It's easy to forget that, before Alison Bechdel became a test and a meme, she was a cartoonist - her regular strip "Dykes to watch out for" spawning three-point test that asks whether a piece of work has (1) at least two named female characters; (2) who have a conversation; (3) about something other than a man, and thereby provoked continual debate about the representation of female characters in pretty much every form of narrative art from comics to TV. But her other work is also important - "Fun Home" is based on her autobiographical graphic novel about growing up, particularly focussed on her coming out process, and on her relationship with her father, a neatness-obsessed man who part-time ran a Funeral Home (hence the title) who was also a closeted homosexual and who committed suicide a few months after Alison came out to her family (not a spoiler, we find this out about ten minutes into the show).
It may come as a surprise that this story is being told as a musical. But it really shouldn't - it's a story deeply covered in emotion and soul and pain and that makes it perfect for singing. The technique of having three different Alison's on stage (a young one, a college age one and a forty-something Alison who's trying to draw the story) keeps the story moving in multiple timelines (as we jump from college Alison's awkward first flirtations with the cute girl in the Women's collective to young Alison on a family trip to see "A Chorus Line", or coming up with a Jackson-5 inspired commercial for the funeral home, or focussing her attention on the Partridge Family to hide from the arguments between her parents. Beth Malone as the older Alison has a bemused detatchment as she observes her past, while Sydney Lucas is sweetly, smartly inquistive as the Small Alison and Alexandra Socha is all fumbling late-blooming adolescence (her singing of "I'm Changing My Major to Joan" is a particular highlight).
Broadway vetrans Michael Cerveris and Judy Kuhn play the parents, and they are astounding - Cerveris in particular takes a tightly-wound, deeply-uncomfortable man and makes his insecurities, his self-justifcations and his compromises fascinating. Kuhn's supressed for a lot more of the show (her initial reaction to her husband's dalliances is to bottle the feelings up) but when the true pain of living with the compromises is revealed, we feel all the pain she's been living with for far too long.

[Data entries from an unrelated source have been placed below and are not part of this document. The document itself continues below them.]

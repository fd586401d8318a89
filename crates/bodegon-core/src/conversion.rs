//! # Pack Conversion
//!
//! Resolution of emission (pack) names into canonical units.
//!
//! ## Fallback Chain
//! ```text
//! units_per(emission, subtype)
//!     ├─ 1. "Unidad" / "Libre" / empty         → 1  (always, no override)
//!     ├─ 2. explicit conversion override        → configured units
//!     ├─ 3. emission definition                 → defined units
//!     ├─ 4. "Caja" heuristic by subtype name    → lata 24 / tercio 36 / 12
//!     └─ 5. default                             → 1
//! ```
//!
//! The chain is total: unknown inputs resolve to 1, never an error.
//! All stock arithmetic multiplies through this before touching the
//! ledger, so on-hand counts are always in single bottles/cans.

use crate::types::{EmissionDef, CASE_EMISSION, OPEN_TAB_EMISSION, UNIT_EMISSION};

/// Units-per-case heuristics for catalogs that never defined "Caja".
const CASE_UNITS_CAN: u32 = 24;
const CASE_UNITS_TERCIO: u32 = 36;
const CASE_UNITS_DEFAULT: u32 = 12;

// =============================================================================
// Pack Catalog
// =============================================================================

/// The pack-denomination side of the catalog: emission definitions,
/// the ordered emission-name list, and per-subtype conversion
/// overrides.
#[derive(Debug, Clone, Default)]
pub struct PackCatalog {
    emissions: Vec<EmissionDef>,
    /// Ordered names, `Unidad` first (display and candidate order).
    emission_names: Vec<String>,
    /// (emission, subtype) → units override.
    conversions: Vec<ConversionOverride>,
}

/// An explicit (emission, subtype) → units override.
#[derive(Debug, Clone)]
pub struct ConversionOverride {
    pub emission: String,
    pub subtype: String,
    pub units: u32,
}

impl PackCatalog {
    /// Builds a catalog from emission definitions, normalizing the
    /// name list so `Unidad` comes first.
    pub fn new(emissions: Vec<EmissionDef>) -> Self {
        let mut emission_names = vec![UNIT_EMISSION.to_string()];
        for def in &emissions {
            if def.name != UNIT_EMISSION && !emission_names.contains(&def.name) {
                emission_names.push(def.name.clone());
            }
        }
        PackCatalog {
            emissions,
            emission_names,
            conversions: Vec::new(),
        }
    }

    /// The fallback catalog when no emissions could be loaded.
    pub fn fallback() -> Self {
        PackCatalog {
            emissions: Vec::new(),
            emission_names: vec![UNIT_EMISSION.to_string(), CASE_EMISSION.to_string()],
            conversions: Vec::new(),
        }
    }

    /// Ordered emission names (`Unidad` first).
    pub fn emission_names(&self) -> &[String] {
        &self.emission_names
    }

    /// The raw emission definitions.
    pub fn emissions(&self) -> &[EmissionDef] {
        &self.emissions
    }

    /// Sets (or replaces) a per-subtype conversion override.
    pub fn set_conversion(
        &mut self,
        emission: impl Into<String>,
        subtype: impl Into<String>,
        units: u32,
    ) {
        let emission = emission.into();
        let subtype = subtype.into();
        if let Some(existing) = self
            .conversions
            .iter_mut()
            .find(|c| c.emission == emission && c.subtype == subtype)
        {
            existing.units = units;
        } else {
            self.conversions.push(ConversionOverride {
                emission,
                subtype,
                units,
            });
        }
    }

    /// Looks up an explicit conversion override.
    pub fn conversion(&self, emission: &str, subtype: &str) -> Option<u32> {
        self.conversions
            .iter()
            .find(|c| c.emission == emission && c.subtype == subtype)
            .map(|c| c.units)
    }

    /// Resolves an emission name to canonical units for a subtype.
    ///
    /// Pure and total; see the module-level fallback chain.
    pub fn units_per(&self, emission: &str, subtype: &str) -> u32 {
        // Single units and open tabs are always 1, overrides ignored.
        if emission.is_empty() || emission == UNIT_EMISSION || emission == OPEN_TAB_EMISSION {
            return 1;
        }

        if let Some(units) = self.conversion(emission, subtype) {
            return units;
        }

        if let Some(def) = self.emissions.iter().find(|e| e.name == emission) {
            if def.units > 0 {
                return def.units;
            }
        }

        if emission == CASE_EMISSION {
            let subtype_lower = subtype.to_lowercase();
            if subtype_lower.contains("lata") {
                return CASE_UNITS_CAN;
            }
            if subtype_lower.contains("tercio") {
                return CASE_UNITS_TERCIO;
            }
            return CASE_UNITS_DEFAULT;
        }

        1
    }
}

// =============================================================================
// Unit Tests
// =============================================================================

#[cfg(test)]
mod tests {
    use super::*;
    use crate::types::HALF_CASE_EMISSION;

    fn emission(name: &str, units: u32) -> EmissionDef {
        EmissionDef {
            id: format!("em-{}", name),
            name: name.to_string(),
            units,
        }
    }

    #[test]
    fn test_unidad_and_libre_are_always_one() {
        let mut packs = PackCatalog::new(vec![emission("Unidad", 1)]);
        packs.set_conversion(UNIT_EMISSION, "Botella", 12);
        packs.set_conversion(OPEN_TAB_EMISSION, "Botella", 12);

        assert_eq!(packs.units_per(UNIT_EMISSION, "Botella"), 1);
        assert_eq!(packs.units_per(OPEN_TAB_EMISSION, "Botella"), 1);
        assert_eq!(packs.units_per("", "Botella"), 1);
    }

    #[test]
    fn test_override_beats_definition() {
        let mut packs = PackCatalog::new(vec![emission("Caja", 12)]);
        packs.set_conversion("Caja", "Botella Tercio", 36);

        assert_eq!(packs.units_per("Caja", "Botella Tercio"), 36);
        assert_eq!(packs.units_per("Caja", "Botella"), 12);
    }

    #[test]
    fn test_definition_beats_heuristic() {
        let packs = PackCatalog::new(vec![emission("Caja", 30)]);
        assert_eq!(packs.units_per("Caja", "Lata Grande"), 30);
    }

    #[test]
    fn test_case_heuristics_by_subtype() {
        let packs = PackCatalog::new(vec![]);
        assert_eq!(packs.units_per("Caja", "Lata Pequeña"), 24);
        assert_eq!(packs.units_per("Caja", "lata grande"), 24);
        assert_eq!(packs.units_per("Caja", "Botella Tercio"), 36);
        assert_eq!(packs.units_per("Caja", "Botella"), 12);
    }

    #[test]
    fn test_unknown_emission_defaults_to_one() {
        let packs = PackCatalog::new(vec![]);
        assert_eq!(packs.units_per("Growler", "Botella"), 1);
    }

    #[test]
    fn test_zero_unit_definition_falls_through() {
        // units = 0 means "not specified" — the Caja heuristic applies.
        let packs = PackCatalog::new(vec![emission("Caja", 0)]);
        assert_eq!(packs.units_per("Caja", "Botella"), 12);
    }

    #[test]
    fn test_emission_names_put_unidad_first() {
        let packs = PackCatalog::new(vec![
            emission("Caja", 36),
            emission(HALF_CASE_EMISSION, 18),
            emission("Unidad", 1),
        ]);
        assert_eq!(packs.emission_names()[0], UNIT_EMISSION);
        assert_eq!(packs.emission_names().len(), 3);
    }
}
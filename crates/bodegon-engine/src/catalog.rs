//! # Catalog Snapshot
//!
//! In-memory mirror of the catalog backend, built in one load pass.
//!
//! ## Load Flow
//! ```text
//! ┌─────────────────────────────────────────────────────────────────────────┐
//! │                     Catalog Snapshot Load                               │
//! │                                                                         │
//! │  CatalogBackend                          CatalogSnapshot                │
//! │  ──────────────                          ───────────────                │
//! │  fetch_catalog()    ──► products + name ↔ id maps                      │
//! │  fetch_emissions()  ──► PackCatalog (Unidad-first name list)            │
//! │  fetch_subtypes()   ──► subtype list (engine defaults as fallback)      │
//! │  fetch_prices()     ──► PriceBook (typed composite keys)                │
//! │  fetch_inventory()  ──► StockKey → units (handed to the ledger)         │
//! │                                                                         │
//! │  Every fetch failure degrades to a fallback and a warning; a POS        │
//! │  with an empty catalog still serves open tabs.                          │
//! └─────────────────────────────────────────────────────────────────────────┘
//! ```
//!
//! Catalog CRUD stays on the backend's side of the boundary. The few
//! mutators here (`set_price`, `update_conversion`, `set_exchange_rate`)
//! only refresh the mirror the optimizer and ledger read.

use std::collections::HashMap;

use tracing::{debug, warn};

use bodegon_core::money::ExchangeRate;
use bodegon_core::types::{ProductMeta, StockKey};
use bodegon_core::{Money, PackCatalog, PriceBook, PriceTier};

use crate::traits::CatalogBackend;

/// Typed in-memory mirror of the catalog backend.
#[derive(Debug, Clone, Default)]
pub struct CatalogSnapshot {
    products: Vec<ProductMeta>,
    /// Product name → backend id, for the inventory mirror writes.
    product_ids: HashMap<String, String>,
    packs: PackCatalog,
    subtypes: Vec<String>,
    book: PriceBook,
}

/// The result of one load pass: the snapshot plus the on-hand counts
/// the stock ledger takes ownership of.
#[derive(Debug)]
pub struct CatalogLoad {
    pub snapshot: CatalogSnapshot,
    pub inventory: HashMap<StockKey, i64>,
}

impl CatalogSnapshot {
    /// An empty snapshot with the engine's default subtypes. Used
    /// before the first load and by tests that seed state directly.
    pub fn empty(default_subtypes: &[String]) -> Self {
        CatalogSnapshot {
            products: Vec::new(),
            product_ids: HashMap::new(),
            packs: PackCatalog::fallback(),
            subtypes: default_subtypes.to_vec(),
            book: PriceBook::new(),
        }
    }

    /// Loads everything the engine reads from the backend in one pass.
    ///
    /// Each fetch failure is logged and replaced with a fallback: no
    /// products, the builtin pack list, the default subtypes, an empty
    /// price book, zero stock. The engine never refuses to start over
    /// a broken backend.
    pub async fn load(backend: &dyn CatalogBackend, default_subtypes: &[String]) -> CatalogLoad {
        let products = match backend.fetch_catalog().await {
            Ok(products) => products,
            Err(err) => {
                warn!(%err, "catalog fetch failed, starting with no products");
                Vec::new()
            }
        };

        let mut product_ids = HashMap::new();
        let mut product_names = HashMap::new();
        for product in &products {
            product_ids.insert(product.name.clone(), product.id.clone());
            product_names.insert(product.id.clone(), product.name.clone());
        }

        let packs = match backend.fetch_emissions().await {
            Ok(emissions) => PackCatalog::new(emissions),
            Err(err) => {
                warn!(%err, "emission fetch failed, using builtin pack list");
                PackCatalog::fallback()
            }
        };

        let subtypes = match backend.fetch_subtypes().await {
            Ok(Some(subtypes)) if !subtypes.is_empty() => subtypes,
            Ok(_) => default_subtypes.to_vec(),
            Err(err) => {
                warn!(%err, "subtype fetch failed, using defaults");
                default_subtypes.to_vec()
            }
        };

        let mut book = PriceBook::new();
        match backend.fetch_prices().await {
            Ok(rows) => {
                for row in rows {
                    // Price rows are keyed by backend product id; rows
                    // for unknown products are dropped.
                    let Some(name) = product_names.get(&row.product_id) else {
                        debug!(product_id = %row.product_id, "price row for unknown product");
                        continue;
                    };
                    let tier = if row.is_local {
                        PriceTier::Local
                    } else {
                        PriceTier::Standard
                    };
                    book.set_price(
                        name,
                        &row.emission,
                        &row.subtype,
                        tier,
                        Money::from_cents(row.price_cents),
                    );
                }
            }
            Err(err) => warn!(%err, "price fetch failed, starting with an empty price book"),
        }

        let mut inventory = HashMap::new();
        match backend.fetch_inventory().await {
            Ok(rows) => {
                for row in rows {
                    let Some(name) = product_names.get(&row.product_id) else {
                        debug!(product_id = %row.product_id, "inventory row for unknown product");
                        continue;
                    };
                    inventory.insert(StockKey::new(name, &row.subtype), row.quantity);
                }
            }
            Err(err) => warn!(%err, "inventory fetch failed, starting with zero stock"),
        }

        debug!(
            products = products.len(),
            emissions = packs.emissions().len(),
            subtypes = subtypes.len(),
            stock_keys = inventory.len(),
            "catalog snapshot loaded"
        );

        CatalogLoad {
            snapshot: CatalogSnapshot {
                products,
                product_ids,
                packs,
                subtypes,
                book,
            },
            inventory,
        }
    }

    pub fn products(&self) -> &[ProductMeta] {
        &self.products
    }

    /// Resolves a product name to its backend id.
    pub fn product_id(&self, name: &str) -> Option<&str> {
        self.product_ids.get(name).map(String::as_str)
    }

    pub fn packs(&self) -> &PackCatalog {
        &self.packs
    }

    pub fn subtypes(&self) -> &[String] {
        &self.subtypes
    }

    pub fn book(&self) -> &PriceBook {
        &self.book
    }

    /// Refreshes the exchange rate used for derived Bs prices.
    pub fn set_exchange_rate(&mut self, rate: ExchangeRate) {
        self.book.set_exchange_rate(rate);
    }

    /// Mirrors a conversion-override change into the pack catalog.
    pub fn update_conversion(&mut self, emission: &str, subtype: &str, units: u32) {
        self.packs.set_conversion(emission, subtype, units);
    }

    /// Mirrors a price change into the book.
    pub fn set_price(
        &mut self,
        product: &str,
        emission: &str,
        subtype: &str,
        tier: PriceTier,
        price: Money,
    ) {
        self.book.set_price(product, emission, subtype, tier, price);
    }
}

// =============================================================================
// Unit Tests
// =============================================================================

Composer Jeanine Tessori's had one of the odder modern musical theatre careers - she's never had a consistent lyrical partner, and her shows vary from the highly commercial with "Thoroughly Modern Millie" and "Shrek The Musical" to deeper fare like the civil-rights era "Caroline Or Change" and the faith-healing cult hit "Violet". But she proves herself a composer to be reckoned with in this strong, emotional material. Scriptwriter and lyricist Lisa Kron provides a script that is witty, smart, passionate and heartfelt and lyrics that get to the core of the characters .
I found this really emotionally affecting - a show that deserves to be seen wider (the season at the Public has extended repeatedly and supposedly eyes are on a Broadway transfer, though it would benefit from keeping things intimate) - the costs to a family of a life of painful lies in an era not set up to cope with them. This is solid, major musical theatre work of a type that's seen too rarely, and thoroughly recommended.
(note - there's a really good article at theatlantic.com about Bechdel's reaction to the show which is well worth checking out)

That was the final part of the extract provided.